Les Etats généraux des itinérances artistiques viennent souligner combien celles-ci sont désormais au centre d’un profond renouvellement de la diffusion de l’offre culturelle, là où on ne les attendait pas nécessairement : l’urbanisme, les mobilités, les paysages, la transition écologique, tout autant que l’identité, la mémoire, les imaginaires et les récits des territoires traversés.
Finie l’idée toute simple d’une itinérance destinée à faire accomplir, par une offre culturelle conçue ailleurs, « les derniers mètres » qui la séparent des publics éloignés ! Ce n’est plus seulement de cela qu’il s’agit, loin s’en faut.
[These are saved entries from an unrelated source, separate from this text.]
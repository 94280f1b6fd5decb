//! Historical volatility command

use std::path::Path;

use chrono::NaiveDate;
use pricer_core::math::statistics::TRADING_DAYS_PER_YEAR;
use pricer_core::math::{historical_volatility, suggested_strike_range, ReturnKind};
use serde::Serialize;
use tracing::info;

use crate::market_data::{load_closes, PriceHistory};
use crate::output::{money, percent, OutputFormat, Table};
use crate::{CliError, Result};

#[derive(Debug, Serialize)]
struct VolReport {
    observations: usize,
    #[serde(skip_serializing_if = "Option::is_none")]
    last_date: Option<NaiveDate>,
    spot: f64,
    returns: ReturnKind,
    volatility: f64,
    strike_min: f64,
    strike_max: f64,
}

/// Run the vol command
pub fn run(prices: &Path, column: &str, returns: &str, format: &str) -> Result<()> {
    let format: OutputFormat = format.parse()?;
    let kind: ReturnKind = returns.parse()?;

    info!(file = %prices.display(), column, "Estimating historical volatility");
    let history = load_closes(prices, column)?;
    let report = build_report(&history, kind)?;

    match format {
        OutputFormat::Table => print!("{}", render_table(&report)),
        OutputFormat::Json => println!("{}", serde_json::to_string_pretty(&report)?),
    }
    Ok(())
}

fn build_report(history: &PriceHistory, kind: ReturnKind) -> Result<VolReport> {
    let spot = history
        .last_close()
        .ok_or_else(|| CliError::InvalidArgument("price file contains no closing prices".to_string()))?;
    let volatility = historical_volatility(&history.closes, kind, TRADING_DAYS_PER_YEAR)?;
    let (strike_min, strike_max) = suggested_strike_range(spot);

    Ok(VolReport {
        observations: history.closes.len(),
        last_date: history.last_date,
        spot,
        returns: kind,
        volatility,
        strike_min,
        strike_max,
    })
}

fn render_table(report: &VolReport) -> String {
    let mut table = Table::new("Historical Volatility");
    table.row("Observations", report.observations.to_string());
    if let Some(date) = report.last_date {
        table.row("Last Date", date.to_string());
    }
    let returns = match report.returns {
        ReturnKind::Simple => "simple",
        ReturnKind::Log => "log",
    };
    table
        .row("Spot Price S0 (last close)", money(report.spot))
        .row("Returns", returns)
        .row("Annualised Volatility σ", percent(report.volatility))
        .row(
            "Suggested Strike Range",
            format!("{} - {}", money(report.strike_min), money(report.strike_max)),
        );
    table.render()
}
Retour sur les éclairages donnés par Pépita Car, coordinatrice du Centre international pour les théâtres itinérants (CITI) et de ces Etats généraux des itinérances artistiques, au moment d’en lancer la première journée le 18 janvier dernier.
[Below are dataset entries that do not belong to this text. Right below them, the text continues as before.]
//! Cox-Ross-Rubinstein binomial model for European and American options.
//!
//! ## Algorithm
//!
//! 1. Build the recombining price lattice forward from the root:
//!    the top node of each step is the previous top times `u`, every other
//!    node is its predecessor at the same index times `d`.
//! 2. Seed the terminal level with the payoff `max(±(S - K), 0)`.
//! 3. Step backwards from `n - 1` to `0`:
//!    `V(t, j) = e^(-rΔt)·(q·V(t+1, j+1) + (1-q)·V(t+1, j))`,
//!    taking `max(V, intrinsic)` at American nodes.
//!
//! Time and space are O(n²) and O((n+1)(n+2)/2).

use pricer_core::types::params::require_positive;
use pricer_core::types::{ExerciseStyle, OptionRight, PricingError, PricingParameters};

use super::params::LatticeParameters;
use super::tree::{PayoffLattice, PriceLattice, TriangularLattice};

/// Binomial lattice pricer.
///
/// # Examples
/// ```
/// use pricer_core::types::{ExerciseStyle, OptionRight, PricingParameters};
/// use pricer_models::lattice::BinomialModel;
///
/// let params = PricingParameters::new(100.0, 1.0, 0.05, 0.0, 0.2).unwrap();
/// let model = BinomialModel::from_parameters(&params, 200).unwrap();
///
/// let european = model.price(100.0, ExerciseStyle::European, OptionRight::Put).unwrap();
/// let american = model.price(100.0, ExerciseStyle::American, OptionRight::Put).unwrap();
/// assert!(american > european);
/// ```
#[derive(Clone, Copy, Debug, PartialEq)]
pub struct BinomialModel {
    params: LatticeParameters,
}

impl BinomialModel {
    /// Creates a model from validated lattice parameters.
    pub fn new(params: LatticeParameters) -> Self {
        Self { params }
    }

    /// Shorthand for `BinomialModel::new(LatticeParameters::new(params, n_periods)?)`.
    pub fn from_parameters(
        params: &PricingParameters,
        n_periods: usize,
    ) -> Result<Self, PricingError> {
        LatticeParameters::new(params, n_periods).map(Self::new)
    }

    /// Lattice parameters.
    #[inline]
    pub fn params(&self) -> &LatticeParameters {
        &self.params
    }

    /// Up factor.
    #[inline]
    pub fn up(&self) -> f64 {
        self.params.up()
    }

    /// Down factor.
    #[inline]
    pub fn down(&self) -> f64 {
        self.params.down()
    }

    /// Risk-neutral up probability.
    #[inline]
    pub fn q(&self) -> f64 {
        self.params.q()
    }

    /// Step length.
    #[inline]
    pub fn delta_t(&self) -> f64 {
        self.params.delta_t()
    }

    /// Number of time steps.
    #[inline]
    pub fn n_periods(&self) -> usize {
        self.params.n_periods()
    }

    /// Builds the underlying price at every node.
    pub fn build_price_lattice(&self) -> PriceLattice {
        let n = self.n_periods();
        let (up, down) = (self.up(), self.down());
        let mut nodes = TriangularLattice::zeros(n);
        nodes.level_mut(0)[0] = self.params.spot();

        for t in 1..=n {
            let (previous, current) = nodes.previous_and_level_mut(t);
            for (node, &prev) in current.iter_mut().zip(previous.iter()) {
                *node = prev * down;
            }
            current[t] = previous[t - 1] * up;
        }

        PriceLattice { nodes }
    }

    /// Prices an option by backward induction and returns every node value.
    ///
    /// # Errors
    /// `InvalidParameter("strike")` if the strike is not positive and finite.
    pub fn price_option(
        &self,
        strike: f64,
        style: ExerciseStyle,
        right: OptionRight,
    ) -> Result<PayoffLattice, PricingError> {
        require_positive("strike", strike)?;

        let n = self.n_periods();
        let prices = self.build_price_lattice();
        let mut values = TriangularLattice::zeros(n);

        for (value, &spot) in values.level_mut(n).iter_mut().zip(prices.terminal()) {
            *value = right.intrinsic(spot, strike);
        }

        let discount = self.params.step_discount();
        let q = self.q();
        let early_exercise = style.allows_early_exercise();
        let mut early_exercise_nodes = 0;

        for t in (0..n).rev() {
            let (current, next) = values.level_pair_mut(t);
            let spots = prices.level(t);
            for j in 0..=t {
                let continuation = discount * (q * next[j + 1] + (1.0 - q) * next[j]);
                current[j] = if early_exercise {
                    let exercise = right.intrinsic(spots[j], strike);
                    if exercise > continuation {
                        early_exercise_nodes += 1;
                        exercise
                    } else {
                        continuation
                    }
                } else {
                    continuation
                };
            }
        }

        Ok(PayoffLattice {
            nodes: values,
            strike,
            right,
            style,
            early_exercise_nodes,
        })
    }

    /// Like [`price_option`](Self::price_option) with the style given as text.
    ///
    /// # Errors
    /// `InvalidOptionStyle` for anything other than `european`/`american`
    /// (case-insensitive).
    pub fn price_option_str(
        &self,
        strike: f64,
        style: &str,
        right: OptionRight,
    ) -> Result<PayoffLattice, PricingError> {
        let style: ExerciseStyle = style.parse()?;
        self.price_option(strike, style, right)
    }

    /// Root value of [`price_option`](Self::price_option).
    pub fn price(
        &self,
        strike: f64,
        style: ExerciseStyle,
        right: OptionRight,
    ) -> Result<f64, PricingError> {
        self.price_option(strike, style, right)
            .map(|lattice| lattice.price())
    }
}

#[cfg(test)]
mod tests {
    use super::*;
    use crate::analytical::BlackScholes;
    use approx::assert_relative_eq;

    fn params(s: f64, t: f64, r: f64, c: f64, sigma: f64) -> PricingParameters {
        PricingParameters::new(s, t, r, c, sigma).unwrap()
    }

    /// Σ C(n,j) q^j (1-q)^(n-j) payoff(S0 u^j d^(n-j)), discounted.
    fn binomial_sum(lp: &LatticeParameters, strike: f64, right: OptionRight) -> f64 {
        let n = lp.n_periods();
        let q = lp.q();
        let mut total = 0.0;
        let mut log_binom = 0.0_f64; // ln C(n, j)
        for j in 0..=n {
            if j > 0 {
                log_binom += ((n - j + 1) as f64).ln() - (j as f64).ln();
            }
            let spot = lp.spot() * lp.up().powi(j as i32) * lp.down().powi((n - j) as i32);
            let weight = (log_binom + j as f64 * q.ln() + (n - j) as f64 * (1.0 - q).ln()).exp();
            total += weight * right.intrinsic(spot, strike);
        }
        total * (-lp.rate() * lp.maturity()).exp()
    }

    // ==========================================================
    // Price Lattice Tests
    // ==========================================================

    #[test]
    fn test_price_lattice_root_and_shape() {
        let model = BinomialModel::from_parameters(&params(100.0, 1.0, 0.05, 0.0, 0.2), 5).unwrap();
        let lattice = model.build_price_lattice();
        assert_eq!(lattice.n_periods(), 5);
        assert_eq!(lattice.get(0, 0), Some(100.0));
        assert_eq!(lattice.terminal().len(), 6);
        assert_eq!(lattice.get(3, 4), None);
    }

    #[test]
    fn test_price_lattice_nodes_match_closed_form() {
        let model = BinomialModel::from_parameters(&params(100.0, 1.0, 0.05, 0.0, 0.3), 8).unwrap();
        let lattice = model.build_price_lattice();
        for t in 0..=8 {
            for j in 0..=t {
                let expected =
                    100.0 * model.up().powi(j as i32) * model.down().powi((t - j) as i32);
                assert_relative_eq!(lattice.get(t, j).unwrap(), expected, max_relative = 1e-12);
            }
        }
    }

    #[test]
    fn test_price_lattice_recombines() {
        // Since d = 1/u, an up then a down returns to the starting price.
        let model = BinomialModel::from_parameters(&params(100.0, 1.0, 0.05, 0.0, 0.2), 4).unwrap();
        let lattice = model.build_price_lattice();
        assert_relative_eq!(lattice.get(2, 1).unwrap(), 100.0, epsilon = 1e-12);
        assert_relative_eq!(lattice.get(4, 2).unwrap(), 100.0, epsilon = 1e-12);
    }

    // ==========================================================
    // Backward Induction Tests
    // ==========================================================

    #[test]
    fn test_single_period_matches_one_step_formula() {
        let model = BinomialModel::from_parameters(&params(100.0, 1.0, 0.05, 0.0, 0.2), 1).unwrap();
        let (u, d, q) = (model.up(), model.down(), model.q());
        let discount = (-0.05_f64).exp();

        let call = model
            .price(100.0, ExerciseStyle::European, OptionRight::Call)
            .unwrap();
        let expected_call = discount * (q * (100.0 * u - 100.0) + (1.0 - q) * 0.0);
        assert_relative_eq!(call, expected_call, epsilon = 1e-12);

        let put = model
            .price(100.0, ExerciseStyle::European, OptionRight::Put)
            .unwrap();
        let expected_put = discount * (1.0 - q) * (100.0 - 100.0 * d);
        assert_relative_eq!(put, expected_put, epsilon = 1e-12);
    }

    #[test]
    fn test_reference_lattice_matches_binomial_sum() {
        let lp = LatticeParameters::with_up_factor(100.0, 0.25, 0.1194, 0.0, 10, 1.03775).unwrap();
        let model = BinomialModel::new(lp);
        assert_relative_eq!(model.delta_t(), 0.025, epsilon = 1e-15);

        for strike in [95.0, 100.0, 105.0] {
            for right in OptionRight::ALL {
                let lattice_price = model.price(strike, ExerciseStyle::European, right).unwrap();
                assert_relative_eq!(
                    lattice_price,
                    binomial_sum(&lp, strike, right),
                    max_relative = 1e-10
                );
            }
        }
    }

    #[test]
    fn test_european_converges_to_black_scholes() {
        let p = params(100.0, 1.0, 0.05, 0.02, 0.2);
        let model = BinomialModel::from_parameters(&p, 500).unwrap();
        let bs = BlackScholes::new(p, 100.0).unwrap();

        let call = model
            .price(100.0, ExerciseStyle::European, OptionRight::Call)
            .unwrap();
        let put = model
            .price(100.0, ExerciseStyle::European, OptionRight::Put)
            .unwrap();

        assert!((call - bs.price_call()).abs() / bs.price_call() < 0.01);
        assert!((put - bs.price_put()).abs() / bs.price_put() < 0.01);
    }

    #[test]
    fn test_american_put_exceeds_european() {
        let model = BinomialModel::from_parameters(&params(100.0, 1.0, 0.08, 0.0, 0.2), 200).unwrap();
        let european = model
            .price_option(110.0, ExerciseStyle::European, OptionRight::Put)
            .unwrap();
        let american = model
            .price_option(110.0, ExerciseStyle::American, OptionRight::Put)
            .unwrap();

        assert!(american.price() > european.price());
        assert!(american.early_exercise_nodes() > 0);
        assert_eq!(european.early_exercise_nodes(), 0);
    }

    #[test]
    fn test_american_call_equals_european_without_yield() {
        let model = BinomialModel::from_parameters(&params(100.0, 1.0, 0.05, 0.0, 0.25), 150).unwrap();
        for strike in [80.0, 100.0, 120.0] {
            let european = model
                .price(strike, ExerciseStyle::European, OptionRight::Call)
                .unwrap();
            let american = model
                .price(strike, ExerciseStyle::American, OptionRight::Call)
                .unwrap();
            assert_relative_eq!(american, european, max_relative = 1e-12);
        }
    }

    #[test]
    fn test_american_call_with_yield_can_exercise_early() {
        let model = BinomialModel::from_parameters(&params(100.0, 1.0, 0.02, 0.08, 0.2), 200).unwrap();
        let european = model
            .price(90.0, ExerciseStyle::European, OptionRight::Call)
            .unwrap();
        let american = model
            .price(90.0, ExerciseStyle::American, OptionRight::Call)
            .unwrap();
        assert!(american > european);
    }

    #[test]
    fn test_payoff_lattice_terminal_level_is_intrinsic() {
        let model = BinomialModel::from_parameters(&params(100.0, 1.0, 0.05, 0.0, 0.2), 6).unwrap();
        let prices = model.build_price_lattice();
        let payoff = model
            .price_option(100.0, ExerciseStyle::European, OptionRight::Call)
            .unwrap();

        for (value, spot) in payoff.level(6).iter().zip(prices.terminal()) {
            assert_eq!(*value, (spot - 100.0).max(0.0));
        }
        assert_eq!(payoff.right(), OptionRight::Call);
        assert_eq!(payoff.style(), ExerciseStyle::European);
        assert_eq!(payoff.strike(), 100.0);
    }

    #[test]
    fn test_price_option_str() {
        let model = BinomialModel::from_parameters(&params(100.0, 1.0, 0.05, 0.0, 0.2), 20).unwrap();
        let typed = model
            .price_option(100.0, ExerciseStyle::American, OptionRight::Put)
            .unwrap();
        let text = model
            .price_option_str(100.0, "American", OptionRight::Put)
            .unwrap();
        assert_eq!(typed.price(), text.price());

        match model.price_option_str(100.0, "bermudan", OptionRight::Put) {
            Err(PricingError::InvalidOptionStyle(s)) => assert_eq!(s, "bermudan"),
            other => panic!("Expected InvalidOptionStyle, got {:?}", other),
        }
    }

    #[test]
    fn test_invalid_strike_rejected() {
        let model = BinomialModel::from_parameters(&params(100.0, 1.0, 0.05, 0.0, 0.2), 10).unwrap();
        assert!(model
            .price(0.0, ExerciseStyle::European, OptionRight::Call)
            .is_err());
        assert!(model
            .price(f64::NAN, ExerciseStyle::European, OptionRight::Call)
            .is_err());
    }
}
L’itinérance artistique : bien plus qu’une tournée
La question tombe sous le sens : au fond, qu’est-ce qu’une itinérance artistique ? N’est-ce pas tout simplement une tournée ? Certes non. Pépita Car a expliqué clairement pourquoi : « L’itinérance est une proposition artistique qui va vers… vers un public, vers un territoire. A cette fin, c’est l’espace de diffusion lui-même qui se déplace, qu’il soit juché ou non sur une structure mobile concrète ou imaginaire. Et ce mouvement s’accompagne, deuxième caractéristique, d’une installation des artistes sur une certaine durée », avec armes et bagages.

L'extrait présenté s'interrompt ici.